La noche atraviesa los poros de mi piel; el frío, me congela las faldas
de un escurridizo atardecer casi imposibles de percibirlas.
Me tropiezo sobre un escalón de sembrantes raíces melancólicas
sobre una tierra árida. Miro a mi alrededor, y siento cómo el frío se apodera de mí,
mis letras empuñadas con dolor tiritan queriendo ser borradas pronto de aquel lugar.
Se asoman con disimulo aquellas cicatrices que me traen recuerdos de una guerra perdida, miles de cuerpos arrodillados, rendidos por la fatiga acuchilladas de lanzas sobre mi costado.

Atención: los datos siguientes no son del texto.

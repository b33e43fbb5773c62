//! # 외부 신원 모델
//!
//! 토큰 교환 후 프로바이더에서 받은 프로필을 검증된 형태로 보관합니다.
//! 이 타입을 통과한 값만 신원 매핑과 계정 생성에 사용됩니다.

use validator::Validate;
use crate::config::AuthProvider;
use crate::errors::errors::OAuthExchangeError;
use crate::utils::string_utils::{clean_optional_string, email_local_part, normalize_email};

/// 프로바이더 프로필의 필수 필드 묶음
///
/// `normalized()`를 거친 뒤에만 의미가 있습니다.
#[derive(Debug, Clone, PartialEq, Validate)]
pub struct ProviderProfile {
    /// 프로바이더가 발급한 subject 식별자
    #[validate(length(min = 1, max = 180, message = "external id must be 1-180 characters"))]
    pub external_id: String,

    #[validate(email(message = "provider returned an invalid email"))]
    #[validate(length(max = 180))]
    pub email: String,

    pub display_name: Option<String>,

    pub avatar_url: Option<String>,

    /// 프로바이더가 이메일 소유를 확인했는지 여부 (정보용)
    pub email_verified: bool,
}

impl ProviderProfile {
    pub fn new(external_id: impl Into<String>, email: impl Into<String>, display_name: Option<String>) -> Self {
        Self {
            external_id: external_id.into(),
            email: email.into(),
            display_name,
            avatar_url: None,
            email_verified: false,
        }
    }

    /// 공백 제거, 이메일 소문자화 후 검증합니다.
    pub fn normalized(self) -> Result<Self, validator::ValidationErrors> {
        let profile = Self {
            external_id: self.external_id.trim().to_string(),
            email: normalize_email(&self.email),
            display_name: clean_optional_string(self.display_name),
            avatar_url: clean_optional_string(self.avatar_url),
            email_verified: self.email_verified,
        };
        profile.validate()?;
        Ok(profile)
    }

    /// 표시 이름이 없으면 이메일 로컬 파트를 사용합니다.
    pub fn display_name_or_default(&self) -> String {
        self.display_name
            .clone()
            .unwrap_or_else(|| email_local_part(&self.email).to_string())
    }
}

/// 검증된 외부 신원 (provider, subject id, email, display name)
#[derive(Debug, Clone, PartialEq)]
pub struct ExternalIdentity {
    provider: AuthProvider,
    profile: ProviderProfile,
}

impl ExternalIdentity {
    pub fn new(provider: AuthProvider, profile: ProviderProfile) -> Result<Self, OAuthExchangeError> {
        let profile = profile
            .normalized()
            .map_err(|e| OAuthExchangeError::InvalidProfile(e.to_string()))?;

        Ok(Self { provider, profile })
    }

    pub fn provider(&self) -> AuthProvider {
        self.provider
    }

    pub fn external_id(&self) -> &str {
        &self.profile.external_id
    }

    pub fn email(&self) -> &str {
        &self.profile.email
    }

    pub fn display_name(&self) -> String {
        self.profile.display_name_or_default()
    }

    pub fn profile(&self) -> &ProviderProfile {
        &self.profile
    }
}

#[cfg(test)]
mod tests {
    use super::*;

    #[test]
    fn test_identity_normalizes_email_and_id() {
        let identity = ExternalIdentity::new(
            AuthProvider::Google,
            ProviderProfile::new(" g123 ", "  Ann@X.com", Some(" Ann ".to_string())),
        )
        .unwrap();

        assert_eq!(identity.external_id(), "g123");
        assert_eq!(identity.email(), "ann@x.com");
        assert_eq!(identity.display_name(), "Ann");
        assert_eq!(identity.provider(), AuthProvider::Google);
    }

    #[test]
    fn test_display_name_falls_back_to_local_part() {
        let identity = ExternalIdentity::new(
            AuthProvider::GitHub,
            ProviderProfile::new("42", "octo@github.com", Some("   ".to_string())),
        )
        .unwrap();

        assert_eq!(identity.display_name(), "octo");
    }

    #[test]
    fn test_rejects_empty_external_id() {
        let result = ExternalIdentity::new(
            AuthProvider::Google,
            ProviderProfile::new("  ", "a@x.com", None),
        );

        assert!(matches!(result, Err(OAuthExchangeError::InvalidProfile(_))));
    }

    #[test]
    fn test_rejects_invalid_email() {
        let result = ExternalIdentity::new(
            AuthProvider::Google,
            ProviderProfile::new("g1", "not-an-email", None),
        );

        assert!(matches!(result, Err(OAuthExchangeError::InvalidProfile(_))));
    }
}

Sin duda esta es una noche gélida, recordando con temor, con melancolía, con desgracia,
aquella guerra de barcos hundidos flotando sobre una mar de sueños imaginarios.
Sería un suicidio abrir el calefactor cuando los tiempos de guerra arañan las persianas de mis párpados, lacrimones de llantos que apenas pude contener ante la muerte de un mismo yo, que el asesino fui yo mismo entre aquellos raíles de un tren abandonado quiriendo entrar a un tunel imposible de cruzar.
No hay respuestas para aquello que no existe, como mirar el horizonte y encontrar
aquella lágrima que se cayó por casualidad, que se recoge con una cálida sonrisa y que por dentro se acostumbra a ver un interior cegado de oscuridad, apuñalado de secretismos,
mentiras que parece sanar las heridas de las vendas, pero que perfora suspiros sin aire.
Suenan las campanas de un retiro infortunado sobre los valles del Guadalquivir, manchas en las paredes que parece significar el fin de algo y el proveniente de mi último respirar.